Among the many appearances that she made in various television series is her role as Cora Sanders, a Marxist college professor, in the Season 1/Episode 14 of Police Woman, entitled “Target Black” which aired on Friday night, January 3, 1975. The character of Cora Sanders was obviously, but loosely, influenced by the real-life Angela Y. Davis. She appeared in one episode of The Golden Girls sixth season. Dee has been nominated for eight Emmy Awards, winning once for her role in the 1990 TV film Decoration Day. She was nominated for her television guest appearance in the China Beach episode, "Skylark". Her husband Ossie Davis (1917–2005) also appeared in the episode.

In 1995, she and husband Ossie Davis were awarded the National Medal of Arts. They were also recipients of the Kennedy Center Honors in 2004. In 2003, she narrated a series of WPA slave narratives in the HBO film Unchained Memories. In 2007, the winner of the Grammy Award for Best Spoken Word Album was tied between Dee and Ossie Davis for With Ossie And Ruby: In This Life Together, and former President Jimmy Carter.

Personal life and activism[]

Ruby married blues singer Frankie Dee in the mid-1940s; the couple later divorced, but she kept his surname professionally. Three years later she married actor Ossie Davis. Together, Dee and Davis wrote an autobiography in which they discussed their political activism and other personal details about their marriage.[4] Together they had three children: son, blues musician Guy Davis, and two daughters, Nora Day and Hasna Muhammad. Dee is a breast cancer survivor of more than three decades. Dee and Davis were well-known civil rights activists.[5] Dee is a member of the Congress of Racial Equality (CORE), the NAACP, the Student Nonviolent Coordinating Committee (SNCC), Delta Sigma Theta sorority and the Southern Christian Leadership Conference (SCLC). Dee and Davis were both personal friends of both Martin Luther King, Jr. and Malcolm X, with Davis giving the eulogy at Malcolm X's funeral in 1965.[6]

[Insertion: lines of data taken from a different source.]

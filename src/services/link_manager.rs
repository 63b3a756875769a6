use std::sync::Arc;

use serde::Deserialize;
use tracing::{debug, info};

use crate::db::{ObjectStore, StorageError, StoreMode};
use crate::error::{AppError, AppResult};
use crate::events::{ErrorNotice, Event, EventBus, LoadingScope, Operation, SuccessNotice};
use crate::models::link::{self, Link, LinkPatch, NewLinkRecord};
use crate::services::favicon::FaviconStrategy;

pub const LINK_ADDED: &str = "Link added successfully.";
pub const LINK_UPDATED: &str = "Link updated successfully.";
pub const LINK_DELETED: &str = "Link deleted.";

#[derive(Debug, Clone, Default, Deserialize)]
pub struct NewLink {
    pub url: String,
    pub title: Option<String>,
    pub description: Option<String>,
    #[serde(default)]
    pub is_favorite: bool,
}

impl NewLink {
    pub fn url(url: impl Into<String>) -> Self {
        NewLink {
            url: url.into(),
            ..Default::default()
        }
    }
}

/// Publishes `loading-ended` when dropped, so the bracket closes on every exit
/// path including cancellation.
struct LoadingGuard {
    bus: Arc<EventBus>,
    scope: LoadingScope,
}

impl LoadingGuard {
    fn start(bus: &Arc<EventBus>, operation: Operation, id: Option<i64>) -> Self {
        let scope = LoadingScope { operation, id };
        bus.publish(Event::LoadingStarted(scope));
        LoadingGuard {
            bus: bus.clone(),
            scope,
        }
    }
}

impl Drop for LoadingGuard {
    fn drop(&mut self) {
        self.bus.publish(Event::LoadingEnded(self.scope));
    }
}

/// CRUD façade over the link store. Performs no rendering; every outcome is
/// announced on the event bus.
#[derive(Clone)]
pub struct LinkManager {
    store: Arc<ObjectStore>,
    bus: Arc<EventBus>,
    favicons: FaviconStrategy,
}

impl LinkManager {
    pub fn new(store: Arc<ObjectStore>, bus: Arc<EventBus>, favicons: FaviconStrategy) -> Self {
        LinkManager {
            store,
            bus,
            favicons,
        }
    }

    pub fn bus(&self) -> &Arc<EventBus> {
        &self.bus
    }

    pub fn favicon_url(&self, url: &str) -> String {
        self.favicons.favicon_url(url)
    }

    fn fail<T>(&self, operation: Operation, err: AppError) -> AppResult<T> {
        self.bus.publish(Event::Error(ErrorNotice {
            operation,
            kind: err.kind(),
            message: err.to_string(),
        }));
        Err(err)
    }

    fn succeed(&self, operation: Operation, message: &'static str) {
        self.bus
            .publish(Event::Success(SuccessNotice { operation, message }));
    }

    pub async fn add(&self, input: NewLink) -> AppResult<Link> {
        let _loading = LoadingGuard::start(&self.bus, Operation::Add, None);
        match self.add_inner(input).await {
            Ok(link) => {
                info!(id = link.id, url = %link.url, "Link added");
                self.bus.publish(Event::Added(link.clone()));
                self.succeed(Operation::Add, LINK_ADDED);
                Ok(link)
            }
            Err(e) => self.fail(Operation::Add, e),
        }
    }

    async fn add_inner(&self, input: NewLink) -> AppResult<Link> {
        let url = link::validate_url(&input.url).ok_or(AppError::InvalidUrl)?;

        if self.find_by_url(&url).await?.is_some() {
            return Err(AppError::DuplicateLink);
        }

        let now = link::now();
        let record = NewLinkRecord {
            title: non_blank(input.title).unwrap_or_else(|| link::extract_domain(&url)),
            description: input.description.map(|d| d.trim().to_string()).unwrap_or_default(),
            favicon: self.favicons.favicon_url(&url),
            is_favorite: input.is_favorite,
            created_at: now,
            updated_at: now,
            url,
        };

        let stored = record.clone();
        let id = self
            .store
            .with_store(StoreMode::ReadWrite, move |s| s.insert(&stored))
            .await
            .map_err(|e| match e {
                // Lost a race with a concurrent add of the same URL.
                StorageError::UniqueViolation(_) => AppError::DuplicateLink,
                other => AppError::from_storage(other, AppError::LinkAddFailed),
            })?;

        Ok(Link {
            id,
            url: record.url,
            title: record.title,
            description: record.description,
            favicon: record.favicon,
            is_favorite: record.is_favorite,
            created_at: record.created_at,
            updated_at: record.updated_at,
        })
    }

    pub async fn get_all(&self) -> AppResult<Vec<Link>> {
        let result = self
            .store
            .with_store(StoreMode::ReadOnly, |s| s.get_all())
            .await;
        match result {
            Ok(links) => {
                debug!(count = links.len(), "Loaded all links");
                self.bus.publish(Event::AllLoaded(links.clone()));
                Ok(links)
            }
            Err(e) => self.fail(
                Operation::LoadAll,
                AppError::from_storage(e, AppError::ListLoadFailed),
            ),
        }
    }

    /// Favorites in store order, found by scanning every record.
    pub async fn get_favorites(&self) -> AppResult<Vec<Link>> {
        let result = self
            .store
            .with_store(StoreMode::ReadOnly, |s| s.iterate_filtered(|l| l.is_favorite))
            .await;
        match result {
            Ok(links) => {
                debug!(count = links.len(), "Loaded favorite links");
                self.bus.publish(Event::FavoritesLoaded(links.clone()));
                Ok(links)
            }
            Err(e) => self.fail(
                Operation::LoadFavorites,
                AppError::from_storage(e, AppError::FavoritesLoadFailed),
            ),
        }
    }

    pub async fn update(&self, id: i64, patch: LinkPatch) -> AppResult<Link> {
        let _loading = LoadingGuard::start(&self.bus, Operation::Update, Some(id));
        self.update_announced(Operation::Update, id, patch).await
    }

    pub async fn toggle_favorite(&self, id: i64) -> AppResult<Link> {
        let _loading = LoadingGuard::start(&self.bus, Operation::ToggleFavorite, Some(id));
        let current = match self.get_by_id(id).await {
            Ok(link) => link,
            Err(e) => return self.fail(Operation::ToggleFavorite, e),
        };
        self.update_announced(
            Operation::ToggleFavorite,
            id,
            LinkPatch::favorite(!current.is_favorite),
        )
        .await
    }

    async fn update_announced(
        &self,
        operation: Operation,
        id: i64,
        patch: LinkPatch,
    ) -> AppResult<Link> {
        match self.update_inner(id, patch).await {
            Ok(link) => {
                info!(id, "Link updated");
                self.bus.publish(Event::Updated(link.clone()));
                self.succeed(operation, LINK_UPDATED);
                Ok(link)
            }
            Err(e) => self.fail(operation, e),
        }
    }

    async fn update_inner(&self, id: i64, patch: LinkPatch) -> AppResult<Link> {
        let existing = self.get_by_id(id).await?;
        let mut updated = existing.clone();

        if let Some(raw) = patch.url {
            let url = link::validate_url(&raw).ok_or(AppError::InvalidUrl)?;
            if url != existing.url {
                if self.find_by_url(&url).await?.is_some() {
                    return Err(AppError::DuplicateLink);
                }
                updated.favicon = self.favicons.favicon_url(&url);
                updated.url = url;
            }
        }
        if let Some(title) = patch.title {
            updated.title = non_blank(Some(title)).unwrap_or_else(|| link::extract_domain(&updated.url));
        }
        if let Some(description) = patch.description {
            updated.description = description.trim().to_string();
        }
        if let Some(is_favorite) = patch.is_favorite {
            updated.is_favorite = is_favorite;
        }
        updated.updated_at = link::next_timestamp(existing.updated_at);

        let stored = updated.clone();
        self.store
            .with_store(StoreMode::ReadWrite, move |s| s.put(&stored))
            .await
            .map_err(|e| match e {
                StorageError::UniqueViolation(_) => AppError::DuplicateLink,
                other => AppError::from_storage(other, AppError::LinkUpdateFailed),
            })?;

        Ok(updated)
    }

    /// Removes a link. Deleting an id that does not exist still succeeds.
    pub async fn delete(&self, id: i64) -> AppResult<()> {
        let _loading = LoadingGuard::start(&self.bus, Operation::Delete, Some(id));
        let result = self
            .store
            .with_store(StoreMode::ReadWrite, move |s| s.delete(id))
            .await;
        match result {
            Ok(removed) => {
                info!(id, removed, "Link deleted");
                self.bus.publish(Event::Deleted { id });
                self.succeed(Operation::Delete, LINK_DELETED);
                Ok(())
            }
            Err(e) => self.fail(
                Operation::Delete,
                AppError::from_storage(e, AppError::LinkDeleteFailed),
            ),
        }
    }

    pub async fn get_by_id(&self, id: i64) -> AppResult<Link> {
        self.store
            .with_store(StoreMode::ReadOnly, move |s| s.get(id))
            .await
            .map_err(|e| AppError::from_storage(e, AppError::Storage))?
            .ok_or(AppError::LinkNotFound)
    }

    pub async fn get_by_url(&self, url: &str) -> AppResult<Link> {
        self.find_by_url(url).await?.ok_or(AppError::LinkNotFound)
    }

    async fn find_by_url(&self, url: &str) -> AppResult<Option<Link>> {
        let url = url.to_string();
        self.store
            .with_store(StoreMode::ReadOnly, move |s| s.get_by_url(&url))
            .await
            .map_err(|e| AppError::from_storage(e, AppError::Storage))
    }

    pub async fn count(&self) -> AppResult<i64> {
        self.store
            .with_store(StoreMode::ReadOnly, |s| s.count())
            .await
            .map_err(|e| AppError::from_storage(e, AppError::Storage))
    }
}

fn non_blank(value: Option<String>) -> Option<String> {
    value
        .map(|v| v.trim().to_string())
        .filter(|v| !v.is_empty())
}
use askama::Template;
use axum::{
    extract::State,
    http::StatusCode,
    response::{Html, IntoResponse, Response},
};
use tracing::warn;

use crate::ui::projection::NoticeKind;
use crate::AppContext;

#[derive(Template)]
#[template(path = "dashboard.html")]
pub struct DashboardTemplate {
    pub favorites: String,
    pub link_list: String,
    pub form: String,
    pub dialog_id: String,
    pub modal_open: bool,
    pub modal_attributes: Vec<(&'static str, String)>,
    pub notice_kind: &'static str,
    pub notice_text: String,
    pub busy: bool,
}

impl IntoResponse for DashboardTemplate {
    fn into_response(self) -> Response {
        match self.render() {
            Ok(html) => Html(html).into_response(),
            Err(e) => (StatusCode::INTERNAL_SERVER_ERROR, e.to_string()).into_response(),
        }
    }
}

/// The start page. Both lists are reloaded first so the page reflects the
/// store; a failed load still renders, with the error in the notice region.
pub async fn dashboard(State(context): State<AppContext>) -> DashboardTemplate {
    if let Err(e) = context.editor.refresh().await {
        warn!("Failed to load links for the dashboard: {}", e);
    }

    let projection = &context.projection;
    let notice = projection.notice();

    DashboardTemplate {
        favorites: projection.favorites_html(),
        link_list: projection.link_list_html(),
        form: projection.form_html(),
        dialog_id: context.focus.dialog().id.clone(),
        modal_open: context.ui_state.is_modal_open(),
        modal_attributes: context.focus.attributes(),
        notice_kind: match notice.as_ref().map(|n| n.kind) {
            Some(NoticeKind::Error) => "error",
            Some(NoticeKind::Success) => "success",
            None => "empty",
        },
        notice_text: notice.map(|n| n.message).unwrap_or_default(),
        busy: projection.is_busy(),
    }
}

pub async fn link_list_fragment(State(context): State<AppContext>) -> Html<String> {
    Html(context.projection.link_list_html())
}

pub async fn favorites_fragment(State(context): State<AppContext>) -> Html<String> {
    Html(context.projection.favorites_html())
}

pub async fn form_fragment(State(context): State<AppContext>) -> Html<String> {
    Html(context.projection.form_html())
}
use std::any::Any;
use std::fmt;

use rusqlite::Connection;
use tokio::sync::{mpsc, oneshot};
use tokio::task::JoinHandle;
use tracing::{debug, error, info};

/// Error type for [`DbHandle`] calls.
#[derive(Debug, Clone, Copy, PartialEq, Eq)]
pub enum DbError {
    /// The actor task has stopped; the connection is no longer available.
    ActorStopped,
}

impl fmt::Display for DbError {
    fn fmt(&self, f: &mut fmt::Formatter<'_>) -> fmt::Result {
        match self {
            DbError::ActorStopped => write!(f, "Database actor has stopped"),
        }
    }
}

impl std::error::Error for DbError {}

type BoxedDbFn = Box<dyn FnOnce(&Connection) -> Box<dyn Any + Send> + Send>;

struct DbMessage {
    work: BoxedDbFn,
    respond: oneshot::Sender<Box<dyn Any + Send>>,
}

/// Async handle to a single SQLite connection.
///
/// The `Connection` lives inside an actor task; every call is a closure shipped
/// over a channel and answered through a oneshot, so writers are serialized
/// and callers never block the runtime.
#[derive(Clone)]
pub struct DbHandle {
    tx: mpsc::Sender<DbMessage>,
}

impl DbHandle {
    /// Spawn the actor that owns `conn`.
    ///
    /// On-disk databases are switched to WAL mode first.
    pub fn spawn(conn: Connection) -> (Self, JoinHandle<()>) {
        match conn.query_row("PRAGMA journal_mode=WAL;", [], |row| row.get::<_, String>(0)) {
            Ok(mode) => debug!("SQLite journal mode: {}", mode),
            Err(e) => error!("Failed to enable WAL mode: {}", e),
        }

        let (tx, rx) = mpsc::channel::<DbMessage>(256);
        let handle = tokio::spawn(actor_loop(conn, rx));

        (DbHandle { tx }, handle)
    }

    /// Run `f` against the connection and return its result.
    pub async fn call<F, T>(&self, f: F) -> Result<T, DbError>
    where
        F: FnOnce(&Connection) -> T + Send + 'static,
        T: Send + 'static,
    {
        let (resp_tx, resp_rx) = oneshot::channel();

        let msg = DbMessage {
            work: Box::new(move |conn| Box::new(f(conn)) as Box<dyn Any + Send>),
            respond: resp_tx,
        };

        self.tx.send(msg).await.map_err(|_| DbError::ActorStopped)?;
        let boxed = resp_rx.await.map_err(|_| DbError::ActorStopped)?;

        Ok(*boxed.downcast::<T>().expect("DbHandle type mismatch"))
    }

    /// Checkpoint the WAL so no `-wal`/`-shm` files are left behind.
    pub async fn checkpoint(&self) -> Result<(), DbError> {
        info!("Executing WAL checkpoint...");
        let result = self
            .call(|conn| conn.execute_batch("PRAGMA wal_checkpoint(TRUNCATE);"))
            .await?;
        match result {
            Ok(()) => info!("WAL checkpoint completed"),
            Err(e) => error!("WAL checkpoint failed: {}", e),
        }
        Ok(())
    }
}

async fn actor_loop(conn: Connection, mut rx: mpsc::Receiver<DbMessage>) {
    debug!("Database actor started");

    while let Some(msg) = rx.recv().await {
        let result = (msg.work)(&conn);
        // Receiver may have been dropped; the result is discarded then.
        let _ = msg.respond.send(result);
    }

    debug!("Database actor stopped");
}

impl fmt::Debug for DbHandle {
    fn fmt(&self, f: &mut fmt::Formatter<'_>) -> fmt::Result {
        f.debug_struct("DbHandle").finish()
    }
}

#[cfg(test)]
mod tests {
    use super::*;

    #[tokio::test]
    async fn test_call_returns_closure_result() {
        let conn = Connection::open_in_memory().unwrap();
        conn.execute_batch("CREATE TABLE test (id INTEGER PRIMARY KEY, value TEXT);")
            .unwrap();

        let (db, _handle) = DbHandle::spawn(conn);

        let value = db
            .call(|conn| {
                conn.execute("INSERT INTO test (value) VALUES (?1)", ["hello"])
                    .unwrap();
                conn.query_row("SELECT value FROM test WHERE id = 1", [], |row| {
                    row.get::<_, String>(0)
                })
                .unwrap()
            })
            .await
            .unwrap();

        assert_eq!(value, "hello");
    }

    #[tokio::test]
    async fn test_concurrent_calls_are_serialized() {
        let conn = Connection::open_in_memory().unwrap();
        conn.execute_batch("CREATE TABLE counter (n INTEGER);").unwrap();
        let (db, _handle) = DbHandle::spawn(conn);

        let mut handles = vec![];
        for i in 0..10 {
            let db = db.clone();
            handles.push(tokio::spawn(async move {
                db.call(move |conn| {
                    conn.execute("INSERT INTO counter (n) VALUES (?1)", [i])
                        .unwrap();
                })
                .await
                .unwrap();
            }));
        }
        for h in handles {
            h.await.unwrap();
        }

        let count = db
            .call(|conn| {
                conn.query_row("SELECT COUNT(*) FROM counter", [], |row| {
                    row.get::<_, i64>(0)
                })
                .unwrap()
            })
            .await
            .unwrap();
        assert_eq!(count, 10);
    }

    #[tokio::test]
    async fn test_sql_errors_stay_inside_result() {
        let conn = Connection::open_in_memory().unwrap();
        let (db, _handle) = DbHandle::spawn(conn);

        let result: Result<Result<String, rusqlite::Error>, DbError> = db
            .call(|conn| conn.query_row("SELECT * FROM nonexistent", [], |row| row.get(0)))
            .await;

        assert!(result.unwrap().is_err());
    }

    #[tokio::test]
    async fn test_actor_stops_when_handles_dropped() {
        let conn = Connection::open_in_memory().unwrap();
        let (db, handle) = DbHandle::spawn(conn);

        db.checkpoint().await.unwrap();
        drop(db);

        assert!(handle.await.is_ok());
    }

    #[test]
    fn test_dberror_display() {
        assert_eq!(DbError::ActorStopped.to_string(), "Database actor has stopped");
    }
}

Dee died on June 11, 2014, at her home in New Rochelle, New York, from natural causes at the age of 91.[7] In a statement, Gil Robertson IV of the African American Film Critics Association said, "the members of the African American Film Critics Association are deeply saddened at the loss of actress and humanitarian Ruby Dee. Throughout her seven-decade career, Ms Dee embraced different creative platforms with her various interpretations of black womanhood and also used her gifts to champion for Human Rights. Her strength, courage and beauty will be greatly missed."[8]

Ruby's remains were to be cremated, and her ashes would be held in the same urn as that of Davis, with the inscription "In this thing together".


  1. Ronald Bergan, "Ruby Dee obituary", The Guardian, June 13, 2014.
  2. "Ruby Dee marks 90th birthday with new documentary about her illustrious life with late husband Ossie Davis", New York Daily News, November 13, 2012.
  3. Delta Sigma Theta website
  4. "Ossie Davis and Ruby Dee on Open Marriage". Retrieved 2008-07-30.
  5. The official site of Ossie Davis & Ruby Dee,; accessed March 3, 2014.
  6. Davis, Ossie (February 27, 1965). "Malcolm X's Eulogy". The Official Website of Malcolm X. Retrieved September 6, 2009.
  7. NEUMAIER, Joe (June 12, 2014). "Ruby Dee dead at 91". New York Daily News. Retrieved June 12, 2014.
  8. "Screen, stage legend Ruby Dee dies at 91". Retrieved June 12, 2014.